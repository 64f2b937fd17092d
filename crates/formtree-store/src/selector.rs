//! Per-consumer delayed selectors.
//!
//! A [`DelayedSelector`] belongs to one consumer (one rendered component).
//! The consumer reads slices of the store through it; each slice is computed
//! once, cached by an explicit key, and reused until a commit changes any
//! cached slice. At that point the whole cache is dropped and the consumer's
//! `on_invalidate` callback schedules its next render.
//!
//! The selector subscribes to the store lazily, on the first cache miss. A
//! consumer that never reads never subscribes and never re-renders.

use crate::error::SelectorError;
use crate::observable::{Observable, Subscription};
use formtree_layout::collections::map::HashMap;
use formtree_layout::hash::fingerprint;
use std::cell::RefCell;
use std::hash::Hash;
use std::rc::{Rc, Weak};

/// What a read does when no store is attached yet.
#[derive(Clone, Copy, Debug, Default, PartialEq, Eq)]
pub enum Strictness {
    /// Fail with [`SelectorError::StoreNotProvided`].
    #[default]
    Strict,
    /// Answer [`Selected::NotProvided`].
    Lax,
}

#[derive(Clone, Debug, PartialEq, Eq)]
pub enum Selected<V> {
    Value(V),
    NotProvided,
}

impl<V> Selected<V> {
    pub fn value(self) -> Option<V> {
        match self {
            Selected::Value(value) => Some(value),
            Selected::NotProvided => None,
        }
    }

    pub fn is_provided(&self) -> bool {
        matches!(self, Selected::Value(_))
    }
}

/// Cheap pre-check run on every commit before the cached selectors are
/// replayed. Returning false skips the replay for that commit.
pub trait ReRenderGate<S> {
    /// Records the baseline when the cache gets its first entry.
    fn observe(&mut self, _state: &S) {}

    fn should_replay(&mut self, state: &S) -> bool;
}

/// Replays only when the fingerprint of a probed value changed.
pub struct WhenChanged<S, T> {
    probe: Box<dyn Fn(&S) -> T>,
    last: Option<u64>,
}

impl<S, T: Hash> WhenChanged<S, T> {
    pub fn new(probe: impl Fn(&S) -> T + 'static) -> Self {
        Self {
            probe: Box::new(probe),
            last: None,
        }
    }
}

impl<S, T: Hash> ReRenderGate<S> for WhenChanged<S, T> {
    fn observe(&mut self, state: &S) {
        self.last = Some(fingerprint(&(self.probe)(state)));
    }

    fn should_replay(&mut self, state: &S) -> bool {
        let next = fingerprint(&(self.probe)(state));
        let changed = self.last != Some(next);
        self.last = Some(next);
        changed
    }
}

pub struct DelayedSelectorConfig<S, K, V> {
    selector: Rc<dyn Fn(&S, &K) -> V>,
    equality: Rc<dyn Fn(&V, &V) -> bool>,
    strictness: Strictness,
    gate: Option<Box<dyn ReRenderGate<S>>>,
}

impl<S, K, V: PartialEq + 'static> DelayedSelectorConfig<S, K, V> {
    /// Compares values with `PartialEq`.
    pub fn new(selector: impl Fn(&S, &K) -> V + 'static) -> Self {
        Self::with_equality(selector, |a: &V, b: &V| a == b)
    }
}

impl<S, K, V> DelayedSelectorConfig<S, K, V> {
    pub fn with_equality(
        selector: impl Fn(&S, &K) -> V + 'static,
        equality: impl Fn(&V, &V) -> bool + 'static,
    ) -> Self {
        Self {
            selector: Rc::new(selector),
            equality: Rc::new(equality),
            strictness: Strictness::default(),
            gate: None,
        }
    }

    pub fn strictness(mut self, strictness: Strictness) -> Self {
        self.strictness = strictness;
        self
    }

    pub fn only_rerender_when(mut self, gate: impl ReRenderGate<S> + 'static) -> Self {
        self.gate = Some(Box::new(gate));
        self
    }
}

struct CacheEntry<S, V> {
    selector: Rc<dyn Fn(&S) -> V>,
    value: V,
}

struct SelectorInner<O: Observable, K, V> {
    store: RefCell<Option<O>>,
    selector: Rc<dyn Fn(&O::State, &K) -> V>,
    equality: Rc<dyn Fn(&V, &V) -> bool>,
    strictness: Strictness,
    gate: RefCell<Option<Box<dyn ReRenderGate<O::State>>>>,
    cache: RefCell<HashMap<K, CacheEntry<O::State, V>>>,
    subscription: RefCell<Option<Subscription>>,
    on_invalidate: Rc<dyn Fn()>,
}

/// Cheap-clone handle; clones share one cache.
pub struct DelayedSelector<O: Observable, K, V> {
    inner: Rc<SelectorInner<O, K, V>>,
}

impl<O: Observable, K, V> Clone for DelayedSelector<O, K, V> {
    fn clone(&self) -> Self {
        Self {
            inner: Rc::clone(&self.inner),
        }
    }
}

impl<O, K, V> DelayedSelector<O, K, V>
where
    O: Observable + Clone + 'static,
    O::State: 'static,
    K: Eq + Hash + Clone + 'static,
    V: Clone + 'static,
{
    /// `store` may be `None` until the consumer's store is available; see
    /// [`DelayedSelector::attach`].
    pub fn new(
        config: DelayedSelectorConfig<O::State, K, V>,
        store: Option<O>,
        on_invalidate: impl Fn() + 'static,
    ) -> Self {
        Self {
            inner: Rc::new(SelectorInner {
                store: RefCell::new(store),
                selector: config.selector,
                equality: config.equality,
                strictness: config.strictness,
                gate: RefCell::new(config.gate),
                cache: RefCell::new(HashMap::default()),
                subscription: RefCell::new(None),
                on_invalidate: Rc::new(on_invalidate),
            }),
        }
    }

    /// Reads the slice for `key` with the configured selector.
    pub fn select(&self, key: K) -> Result<Selected<V>, SelectorError> {
        let selector = Rc::clone(&self.inner.selector);
        let owned_key = key.clone();
        self.select_with(key, move |state| selector(state, &owned_key))
    }

    /// Reads the slice for `key` with a one-off selector. The key alone
    /// identifies the cache entry, so one key must always mean one selector.
    pub fn select_with(
        &self,
        key: K,
        selector: impl Fn(&O::State) -> V + 'static,
    ) -> Result<Selected<V>, SelectorError> {
        if let Some(entry) = self.inner.cache.borrow().get(&key) {
            return Ok(Selected::Value(entry.value.clone()));
        }

        let store = self.inner.store.borrow().clone();
        let Some(store) = store else {
            return match self.inner.strictness {
                Strictness::Strict => Err(SelectorError::StoreNotProvided),
                Strictness::Lax => Ok(Selected::NotProvided),
            };
        };

        let selector: Rc<dyn Fn(&O::State) -> V> = Rc::new(selector);
        let first_entry = self.inner.cache.borrow().is_empty();
        let value = store.with_state(|state| {
            if first_entry {
                if let Some(gate) = self.inner.gate.borrow_mut().as_mut() {
                    gate.observe(state);
                }
            }
            selector(state)
        });
        self.inner.cache.borrow_mut().insert(
            key,
            CacheEntry {
                selector,
                value: value.clone(),
            },
        );
        self.ensure_subscribed(&store);
        Ok(Selected::Value(value))
    }

    fn ensure_subscribed(&self, store: &O) {
        if self.inner.subscription.borrow().is_some() {
            return;
        }
        let weak: Weak<SelectorInner<O, K, V>> = Rc::downgrade(&self.inner);
        let subscription = store.subscribe(Rc::new(move || {
            if let Some(inner) = weak.upgrade() {
                inner.on_commit();
            }
        }));
        *self.inner.subscription.borrow_mut() = Some(subscription);
    }

    /// Supplies or swaps the backing store. Cached values and the old
    /// subscription are dropped.
    pub fn attach(&self, store: O) {
        self.inner.subscription.borrow_mut().take();
        self.inner.cache.borrow_mut().clear();
        *self.inner.store.borrow_mut() = Some(store);
    }

    pub fn is_subscribed(&self) -> bool {
        self.inner.subscription.borrow().is_some()
    }

    pub fn cache_len(&self) -> usize {
        self.inner.cache.borrow().len()
    }
}

impl<O: Observable + Clone, K, V> SelectorInner<O, K, V> {
    fn on_commit(&self) {
        let Some(store) = self.store.borrow().clone() else {
            return;
        };
        let stale = store.with_state(|state| {
            if let Some(gate) = self.gate.borrow_mut().as_mut() {
                if !gate.should_replay(state) {
                    return false;
                }
            }
            let cache = self.cache.borrow();
            cache
                .values()
                .any(|entry| !(self.equality)(&entry.value, &(entry.selector)(state)))
        });
        if stale {
            log::debug!("delayed selector cache invalidated");
            self.cache.borrow_mut().clear();
            (self.on_invalidate)();
        }
    }
}

#[cfg(test)]
#[path = "tests/selector_tests.rs"]
mod tests;
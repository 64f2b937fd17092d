//! Text and JSON renderings of an expanded form.

use std::fmt::{self, Write};

use formtree_layout::{LayoutPages, NodeRef};
use formtree_store::{HiddenReason, NodeData, NodeStore, Observable};
use serde_json::json;

fn reason_label(reason: &HiddenReason) -> String {
    match reason {
        HiddenReason::Page { key } => format!("page {key}"),
        HiddenReason::Explicit => "explicit".to_owned(),
        HiddenReason::Rule => "rule".to_owned(),
        HiddenReason::Container { parent } => format!("container {parent}"),
        HiddenReason::Inherited { from } => format!("via {from}"),
    }
}

pub fn render_tree(pages: &LayoutPages, store: &NodeStore) -> Result<String, fmt::Error> {
    let current = pages.current_page().map(|page| page.key());
    let mut out = String::new();
    for page in pages.pages() {
        if Some(page.key()) == current {
            writeln!(out, "page {} (current)", page.key())?;
        } else {
            writeln!(out, "page {}", page.key())?;
        }
        for node in page.top_level() {
            write_node(&mut out, node, store, 1)?;
        }
    }
    Ok(out)
}

fn write_node(out: &mut String, node: NodeRef<'_>, store: &NodeStore, depth: usize) -> fmt::Result {
    let indent = "  ".repeat(depth);
    write!(out, "{indent}{} [{}]", node.id(), node.component_type())?;
    for (name, reference) in node.bindings() {
        write!(out, " {name}={}", reference.field)?;
    }
    if let Ok(Some(reason)) = store.hidden_reason(node.id()) {
        write!(out, " (hidden: {})", reason_label(&reason))?;
    }
    for error in node.errors() {
        write!(out, " !{}", error.key())?;
    }
    writeln!(out)?;

    let Ok(group) = node.as_group() else {
        return Ok(());
    };
    if group.is_repeating() {
        for row in group.rows() {
            writeln!(out, "{indent}  row {} ({})", row.index, row.uuid)?;
            for child in group.all_children(Some(row.index)) {
                write_node(out, child, store, depth + 2)?;
            }
        }
    } else {
        for child in group.all_children(None) {
            write_node(out, child, store, depth + 1)?;
        }
    }
    Ok(())
}

pub fn render_json(store: &NodeStore) -> Result<String, serde_json::Error> {
    let (nodes, hidden) = store.with_state(|state| {
        let mut nodes: Vec<NodeData> = state.nodes().cloned().collect();
        nodes.sort_by(|a, b| a.id.cmp(&b.id));
        let hidden: serde_json::Map<String, serde_json::Value> = nodes
            .iter()
            .filter_map(|node| {
                let reason = state.hidden_reason(&node.id).ok().flatten()?;
                Some((node.id.to_string(), json!(reason)))
            })
            .collect();
        (nodes, hidden)
    });
    serde_json::to_string_pretty(&json!({
        "nodes": nodes,
        "hidden": hidden,
        "diagnostics": store.diagnostics(),
    }))
}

▶ Work required: A single number is the answer: how many lines of the entries above contain "static"?

▶ Solved problem: 12